• _Data to examine_:
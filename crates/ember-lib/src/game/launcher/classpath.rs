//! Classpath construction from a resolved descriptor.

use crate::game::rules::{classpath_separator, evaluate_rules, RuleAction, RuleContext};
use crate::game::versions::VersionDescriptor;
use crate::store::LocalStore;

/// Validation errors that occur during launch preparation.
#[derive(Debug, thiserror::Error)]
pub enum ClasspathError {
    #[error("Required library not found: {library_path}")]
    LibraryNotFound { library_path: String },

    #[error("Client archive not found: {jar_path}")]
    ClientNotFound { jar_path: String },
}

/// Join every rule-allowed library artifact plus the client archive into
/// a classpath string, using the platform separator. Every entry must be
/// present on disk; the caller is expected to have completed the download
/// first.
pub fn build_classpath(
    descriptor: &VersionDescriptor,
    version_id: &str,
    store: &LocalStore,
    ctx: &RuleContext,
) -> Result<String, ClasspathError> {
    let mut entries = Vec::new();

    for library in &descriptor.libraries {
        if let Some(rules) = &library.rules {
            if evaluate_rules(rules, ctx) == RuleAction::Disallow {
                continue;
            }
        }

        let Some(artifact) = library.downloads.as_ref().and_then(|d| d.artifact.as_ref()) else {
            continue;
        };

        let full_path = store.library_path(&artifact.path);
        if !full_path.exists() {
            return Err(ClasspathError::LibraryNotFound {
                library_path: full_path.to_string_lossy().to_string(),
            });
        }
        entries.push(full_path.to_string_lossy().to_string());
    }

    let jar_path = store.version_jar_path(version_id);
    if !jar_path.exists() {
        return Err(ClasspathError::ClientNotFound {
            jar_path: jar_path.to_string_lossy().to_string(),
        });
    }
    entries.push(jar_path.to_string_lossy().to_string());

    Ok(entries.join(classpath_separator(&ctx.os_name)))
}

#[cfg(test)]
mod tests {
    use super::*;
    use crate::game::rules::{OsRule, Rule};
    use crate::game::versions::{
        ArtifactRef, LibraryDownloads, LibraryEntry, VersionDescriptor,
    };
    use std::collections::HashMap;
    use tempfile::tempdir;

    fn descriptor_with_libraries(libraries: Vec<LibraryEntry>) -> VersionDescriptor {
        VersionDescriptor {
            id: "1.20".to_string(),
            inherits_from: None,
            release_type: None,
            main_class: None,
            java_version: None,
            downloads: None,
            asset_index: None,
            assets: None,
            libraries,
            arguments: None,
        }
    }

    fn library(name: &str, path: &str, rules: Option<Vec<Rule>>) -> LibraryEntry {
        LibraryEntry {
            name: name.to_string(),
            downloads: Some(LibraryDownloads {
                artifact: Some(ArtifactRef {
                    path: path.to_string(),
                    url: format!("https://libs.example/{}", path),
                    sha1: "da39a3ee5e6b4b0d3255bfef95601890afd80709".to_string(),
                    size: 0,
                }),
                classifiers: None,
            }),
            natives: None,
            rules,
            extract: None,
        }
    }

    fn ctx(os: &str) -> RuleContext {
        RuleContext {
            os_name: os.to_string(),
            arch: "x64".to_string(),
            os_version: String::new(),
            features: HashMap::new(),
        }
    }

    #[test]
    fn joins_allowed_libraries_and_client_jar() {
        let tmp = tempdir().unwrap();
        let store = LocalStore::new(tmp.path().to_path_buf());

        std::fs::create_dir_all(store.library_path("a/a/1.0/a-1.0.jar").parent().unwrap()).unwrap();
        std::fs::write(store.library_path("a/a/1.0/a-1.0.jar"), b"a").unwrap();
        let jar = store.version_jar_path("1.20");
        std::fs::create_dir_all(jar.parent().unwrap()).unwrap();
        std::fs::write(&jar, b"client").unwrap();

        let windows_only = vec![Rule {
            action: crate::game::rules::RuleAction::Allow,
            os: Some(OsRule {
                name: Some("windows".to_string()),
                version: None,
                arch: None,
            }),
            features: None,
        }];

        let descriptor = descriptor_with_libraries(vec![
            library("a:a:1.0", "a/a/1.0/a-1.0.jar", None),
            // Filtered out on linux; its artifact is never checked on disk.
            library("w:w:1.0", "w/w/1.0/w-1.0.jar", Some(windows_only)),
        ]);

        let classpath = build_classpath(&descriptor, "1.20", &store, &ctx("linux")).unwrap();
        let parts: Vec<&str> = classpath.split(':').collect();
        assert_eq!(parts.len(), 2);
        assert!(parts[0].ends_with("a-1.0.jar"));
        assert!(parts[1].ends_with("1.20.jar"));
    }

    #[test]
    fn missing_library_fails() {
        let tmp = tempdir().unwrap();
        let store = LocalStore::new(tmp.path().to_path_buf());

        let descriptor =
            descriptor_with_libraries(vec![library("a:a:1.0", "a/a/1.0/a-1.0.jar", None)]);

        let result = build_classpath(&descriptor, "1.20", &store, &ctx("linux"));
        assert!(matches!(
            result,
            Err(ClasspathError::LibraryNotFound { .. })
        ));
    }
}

• _Exercise requirements_: Lines above that have "RuleContext": copy each of them.

• _Solution to this problem_:
use crate::game::rules::{classpath_separator, evaluate_rules, RuleAction, RuleContext};
    ctx: &RuleContext,
    fn ctx(os: &str) -> RuleContext {
        RuleContext {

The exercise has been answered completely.